Here's the short version. Most likely, every mountain bike tire you've ever ridden uses what's called a bias-ply casing, where the internal threads that give the tire its structure crisscross at a diagonal angle, roughly 45 degrees, from one edge to the other. That design is older than the mountain bike itself, and it works fine, but it was never built around the demands of modern trail riding.

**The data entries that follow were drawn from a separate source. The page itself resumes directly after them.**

use crate::record::Record;
use crate::window::Window;
use linekv_common::{Diagnostics, Discard, ScanError, Stage};
use linekv_scanner::Token;
use std::sync::Arc;

/// Outcome of pushing one token.
#[derive(Debug, Clone, PartialEq)]
pub enum Reduction {
    /// Nothing to hand downstream yet.
    Pending,
    /// A NewLine completed this record.
    Emit(Record),
    /// The terminal token arrived. Carries the last record if the final,
    /// unterminated line had any content. The reducer accepts no more
    /// tokens after this.
    Final(Option<Record>),
}

/// Folds a token stream into one [`Record`] per line.
///
/// Grammar: the only binding is `Atom Equal Atom` at the tail of the
/// [`Window`]. Whitespace is dropped before it reaches the window. Tokens
/// that never complete a binding are discarded silently once the window
/// is trimmed past them.
pub struct Reducer {
    window: Window,
    record: Record,
    /// Whether a non-whitespace token arrived since the last line ended.
    line_open: bool,
    termination: Option<ScanError>,
    diagnostics: Arc<dyn Diagnostics>,
}

impl Default for Reducer {
    fn default() -> Self {
        Self::new()
    }
}

impl Reducer {
    pub fn new() -> Self {
        Self::with_diagnostics(Arc::new(Discard))
    }

    pub fn with_diagnostics(diagnostics: Arc<dyn Diagnostics>) -> Self {
        Self {
            window: Window::new(),
            record: Record::new(),
            line_open: false,
            termination: None,
            diagnostics,
        }
    }

    /// Returns true once the terminal token (or [`finish`](Self::finish))
    /// has been seen.
    pub fn is_halted(&self) -> bool {
        self.termination.is_some()
    }

    /// Why the token stream ended, once it has.
    pub fn termination(&self) -> Option<&ScanError> {
        self.termination.as_ref()
    }

    pub fn window(&self) -> &Window {
        &self.window
    }

    /// The record being built for the current line.
    pub fn current(&self) -> &Record {
        &self.record
    }

    pub fn push(&mut self, token: Token) -> Reduction {
        if self.is_halted() {
            self.trace(format_args!("halted, ignoring {token}"));
            return Reduction::Pending;
        }
        if token.is_whitespace() {
            return Reduction::Pending;
        }
        if !token.is_line_terminator() {
            self.line_open = true;
        }

        self.window.push(token);
        self.trace(format_args!("window {}", self.window));

        if let Some((key, value)) = self.window.reduce() {
            self.trace(format_args!("reduced {key}={value}"));
            self.record.insert(key, value);
            return Reduction::Pending;
        }

        if let Some(terminator) = self.window.pop_terminator() {
            let record = std::mem::take(&mut self.record);
            let line_open = std::mem::replace(&mut self.line_open, false);
            return match terminator.error() {
                Some(error) => {
                    self.trace(format_args!("stream ended ({error}), flushing {{{record}}}"));
                    self.termination = Some(error.clone());
                    Reduction::Final(line_open.then_some(record))
                }
                None => {
                    self.trace(format_args!("line ended, emitting {{{record}}}"));
                    Reduction::Emit(record)
                }
            };
        }

        self.window.trim();
        Reduction::Pending
    }

    /// Ends a token stream that stopped without a terminal token. Flushes
    /// the open line the same way the terminal token would.
    pub fn finish(&mut self) -> Option<Record> {
        if self.is_halted() {
            return None;
        }
        self.termination = Some(ScanError::EndOfSource);
        let record = std::mem::take(&mut self.record);
        std::mem::replace(&mut self.line_open, false).then_some(record)
    }

    fn trace(&self, args: std::fmt::Arguments<'_>) {
        self.diagnostics.trace(Stage::Reduce, args);
    }
}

A radial tire runs those same internal threads at a much steeper angle, closer to perpendicular with the ground. That single change makes the tire flex more directly at the point of contact with the trail, spreading the footprint wider, absorbing impacts more efficiently, and keeping more rubber engaged with the ground at any given moment. In cars and motorcycles, radial construction has been the standard for decades. In mountain biking, it's only now arriving, and Vee Tire Co. is one of the first brands to bring it to gravity, trail, and e-mtb riders at scale.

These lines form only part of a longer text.